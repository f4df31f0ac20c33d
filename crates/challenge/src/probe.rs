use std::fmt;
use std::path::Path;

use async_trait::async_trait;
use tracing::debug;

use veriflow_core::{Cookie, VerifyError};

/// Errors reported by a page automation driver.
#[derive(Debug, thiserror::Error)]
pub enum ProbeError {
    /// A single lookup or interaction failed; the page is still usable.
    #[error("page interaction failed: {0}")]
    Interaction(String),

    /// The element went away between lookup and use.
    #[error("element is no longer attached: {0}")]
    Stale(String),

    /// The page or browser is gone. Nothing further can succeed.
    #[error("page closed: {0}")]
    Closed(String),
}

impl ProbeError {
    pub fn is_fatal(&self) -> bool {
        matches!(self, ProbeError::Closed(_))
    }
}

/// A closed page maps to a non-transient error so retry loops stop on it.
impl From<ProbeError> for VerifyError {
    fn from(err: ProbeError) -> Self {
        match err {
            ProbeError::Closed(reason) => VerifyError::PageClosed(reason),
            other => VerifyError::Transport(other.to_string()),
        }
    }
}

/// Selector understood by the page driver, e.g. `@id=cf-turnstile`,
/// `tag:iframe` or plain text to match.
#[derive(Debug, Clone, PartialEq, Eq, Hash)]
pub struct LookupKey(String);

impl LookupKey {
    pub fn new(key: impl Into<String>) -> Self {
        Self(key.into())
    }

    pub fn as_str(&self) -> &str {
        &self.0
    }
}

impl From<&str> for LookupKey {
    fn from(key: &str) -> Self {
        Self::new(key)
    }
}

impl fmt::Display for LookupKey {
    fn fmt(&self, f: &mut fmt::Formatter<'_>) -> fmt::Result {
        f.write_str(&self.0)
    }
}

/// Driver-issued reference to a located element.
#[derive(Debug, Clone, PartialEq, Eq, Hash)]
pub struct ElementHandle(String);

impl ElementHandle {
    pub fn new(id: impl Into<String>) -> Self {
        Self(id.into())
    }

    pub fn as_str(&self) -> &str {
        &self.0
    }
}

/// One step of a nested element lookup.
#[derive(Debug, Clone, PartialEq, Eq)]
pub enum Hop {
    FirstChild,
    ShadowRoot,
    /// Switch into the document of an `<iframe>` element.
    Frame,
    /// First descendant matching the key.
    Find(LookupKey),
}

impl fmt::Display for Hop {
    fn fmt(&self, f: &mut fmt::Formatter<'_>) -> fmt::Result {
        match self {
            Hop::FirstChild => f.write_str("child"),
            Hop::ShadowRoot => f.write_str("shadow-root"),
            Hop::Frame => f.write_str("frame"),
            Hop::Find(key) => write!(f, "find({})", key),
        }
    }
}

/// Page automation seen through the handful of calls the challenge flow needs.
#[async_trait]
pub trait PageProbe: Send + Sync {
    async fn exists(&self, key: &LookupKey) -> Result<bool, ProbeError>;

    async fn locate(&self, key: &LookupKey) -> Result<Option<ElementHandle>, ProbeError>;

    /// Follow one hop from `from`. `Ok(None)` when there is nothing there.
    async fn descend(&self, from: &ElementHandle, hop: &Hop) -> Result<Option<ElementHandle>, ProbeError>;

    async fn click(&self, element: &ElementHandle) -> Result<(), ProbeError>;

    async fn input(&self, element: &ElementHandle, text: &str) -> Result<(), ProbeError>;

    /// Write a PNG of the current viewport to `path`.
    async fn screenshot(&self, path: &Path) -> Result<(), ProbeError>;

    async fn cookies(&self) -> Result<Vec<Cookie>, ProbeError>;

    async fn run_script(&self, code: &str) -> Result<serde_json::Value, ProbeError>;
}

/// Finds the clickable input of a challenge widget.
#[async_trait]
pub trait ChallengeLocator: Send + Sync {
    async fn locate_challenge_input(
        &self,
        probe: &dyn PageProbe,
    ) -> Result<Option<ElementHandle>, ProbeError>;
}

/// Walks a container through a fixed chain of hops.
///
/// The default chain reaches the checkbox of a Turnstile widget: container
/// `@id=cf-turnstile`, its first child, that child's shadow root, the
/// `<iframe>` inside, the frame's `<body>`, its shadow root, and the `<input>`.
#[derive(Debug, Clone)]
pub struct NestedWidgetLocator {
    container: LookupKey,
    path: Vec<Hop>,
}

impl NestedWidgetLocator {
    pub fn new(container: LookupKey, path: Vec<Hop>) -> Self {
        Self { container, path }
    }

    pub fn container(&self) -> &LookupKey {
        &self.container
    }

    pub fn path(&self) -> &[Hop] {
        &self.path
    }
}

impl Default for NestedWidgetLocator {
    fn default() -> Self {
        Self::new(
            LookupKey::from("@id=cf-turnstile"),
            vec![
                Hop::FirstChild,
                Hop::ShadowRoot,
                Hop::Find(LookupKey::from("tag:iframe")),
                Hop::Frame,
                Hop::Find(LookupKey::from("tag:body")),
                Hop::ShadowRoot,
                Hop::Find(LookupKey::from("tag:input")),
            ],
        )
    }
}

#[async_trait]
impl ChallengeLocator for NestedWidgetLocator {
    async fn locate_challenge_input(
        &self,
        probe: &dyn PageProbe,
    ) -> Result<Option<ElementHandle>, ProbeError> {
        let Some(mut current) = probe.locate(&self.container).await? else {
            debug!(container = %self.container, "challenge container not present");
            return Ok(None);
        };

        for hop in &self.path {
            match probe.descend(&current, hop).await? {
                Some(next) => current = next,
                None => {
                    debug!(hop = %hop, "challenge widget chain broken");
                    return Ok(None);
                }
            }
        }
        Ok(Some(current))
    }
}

****

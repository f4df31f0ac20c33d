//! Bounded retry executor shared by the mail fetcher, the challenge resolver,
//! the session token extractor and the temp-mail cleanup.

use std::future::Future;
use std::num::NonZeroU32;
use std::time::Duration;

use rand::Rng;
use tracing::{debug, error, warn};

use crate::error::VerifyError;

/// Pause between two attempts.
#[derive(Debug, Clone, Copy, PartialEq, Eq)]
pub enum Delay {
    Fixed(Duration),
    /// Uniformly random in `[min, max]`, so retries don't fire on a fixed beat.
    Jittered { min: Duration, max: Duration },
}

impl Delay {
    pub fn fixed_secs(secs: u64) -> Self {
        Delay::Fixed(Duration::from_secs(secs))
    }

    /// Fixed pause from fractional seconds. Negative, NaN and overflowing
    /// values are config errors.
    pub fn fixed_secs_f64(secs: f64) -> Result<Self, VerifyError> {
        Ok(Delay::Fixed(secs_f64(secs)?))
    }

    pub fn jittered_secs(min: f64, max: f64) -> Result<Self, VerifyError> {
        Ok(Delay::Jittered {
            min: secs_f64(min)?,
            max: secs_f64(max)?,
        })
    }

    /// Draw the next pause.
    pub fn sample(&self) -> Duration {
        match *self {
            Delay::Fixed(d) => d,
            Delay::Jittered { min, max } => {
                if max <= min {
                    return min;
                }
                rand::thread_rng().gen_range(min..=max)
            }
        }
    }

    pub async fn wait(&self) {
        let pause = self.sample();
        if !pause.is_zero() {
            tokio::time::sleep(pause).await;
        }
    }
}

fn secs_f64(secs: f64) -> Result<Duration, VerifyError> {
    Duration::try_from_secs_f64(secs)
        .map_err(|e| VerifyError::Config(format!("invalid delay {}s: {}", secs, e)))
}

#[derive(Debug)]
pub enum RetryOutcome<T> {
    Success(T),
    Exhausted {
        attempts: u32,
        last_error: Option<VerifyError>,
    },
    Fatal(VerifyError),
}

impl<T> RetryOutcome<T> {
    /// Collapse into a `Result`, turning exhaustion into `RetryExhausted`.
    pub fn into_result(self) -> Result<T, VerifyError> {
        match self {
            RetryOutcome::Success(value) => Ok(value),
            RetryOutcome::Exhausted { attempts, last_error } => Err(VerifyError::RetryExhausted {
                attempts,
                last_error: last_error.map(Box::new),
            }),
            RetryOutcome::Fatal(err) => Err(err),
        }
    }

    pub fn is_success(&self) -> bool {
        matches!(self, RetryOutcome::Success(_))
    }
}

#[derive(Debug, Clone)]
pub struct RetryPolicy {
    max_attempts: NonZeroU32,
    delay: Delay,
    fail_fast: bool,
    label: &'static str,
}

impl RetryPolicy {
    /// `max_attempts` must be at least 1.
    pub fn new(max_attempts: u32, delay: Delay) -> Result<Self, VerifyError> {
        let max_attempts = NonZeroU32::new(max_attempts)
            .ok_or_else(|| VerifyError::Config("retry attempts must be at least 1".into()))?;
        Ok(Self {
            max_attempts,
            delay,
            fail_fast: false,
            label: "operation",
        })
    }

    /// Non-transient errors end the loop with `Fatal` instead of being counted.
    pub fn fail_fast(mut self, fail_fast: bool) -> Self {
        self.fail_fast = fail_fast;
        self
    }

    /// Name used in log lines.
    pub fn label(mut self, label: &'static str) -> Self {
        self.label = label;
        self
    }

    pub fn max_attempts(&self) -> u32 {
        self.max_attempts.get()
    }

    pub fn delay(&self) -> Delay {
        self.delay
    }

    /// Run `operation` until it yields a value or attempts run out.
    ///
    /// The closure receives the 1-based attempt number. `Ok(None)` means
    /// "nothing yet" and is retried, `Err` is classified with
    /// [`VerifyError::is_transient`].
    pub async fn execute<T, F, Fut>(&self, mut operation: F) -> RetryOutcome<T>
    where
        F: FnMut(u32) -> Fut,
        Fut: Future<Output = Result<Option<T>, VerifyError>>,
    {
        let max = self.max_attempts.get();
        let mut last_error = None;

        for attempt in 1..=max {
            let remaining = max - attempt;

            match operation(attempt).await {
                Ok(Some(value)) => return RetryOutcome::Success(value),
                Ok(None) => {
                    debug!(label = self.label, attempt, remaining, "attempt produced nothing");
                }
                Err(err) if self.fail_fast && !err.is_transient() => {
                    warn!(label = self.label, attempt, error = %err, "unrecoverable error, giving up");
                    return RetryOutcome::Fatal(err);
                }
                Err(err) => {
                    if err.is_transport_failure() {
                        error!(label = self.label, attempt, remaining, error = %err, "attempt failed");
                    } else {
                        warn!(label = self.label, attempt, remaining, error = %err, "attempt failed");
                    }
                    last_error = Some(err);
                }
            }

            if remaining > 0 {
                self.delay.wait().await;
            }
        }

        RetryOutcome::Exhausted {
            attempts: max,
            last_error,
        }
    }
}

****

Problem to solve: Show every line from the entries that includes the word "await".

Written response:
        let Some(mut current) = probe.locate(&self.container).await? else {
            match probe.descend(&current, hop).await? {
            tokio::time::sleep(pause).await;
            match operation(attempt).await {
                self.delay.wait().await;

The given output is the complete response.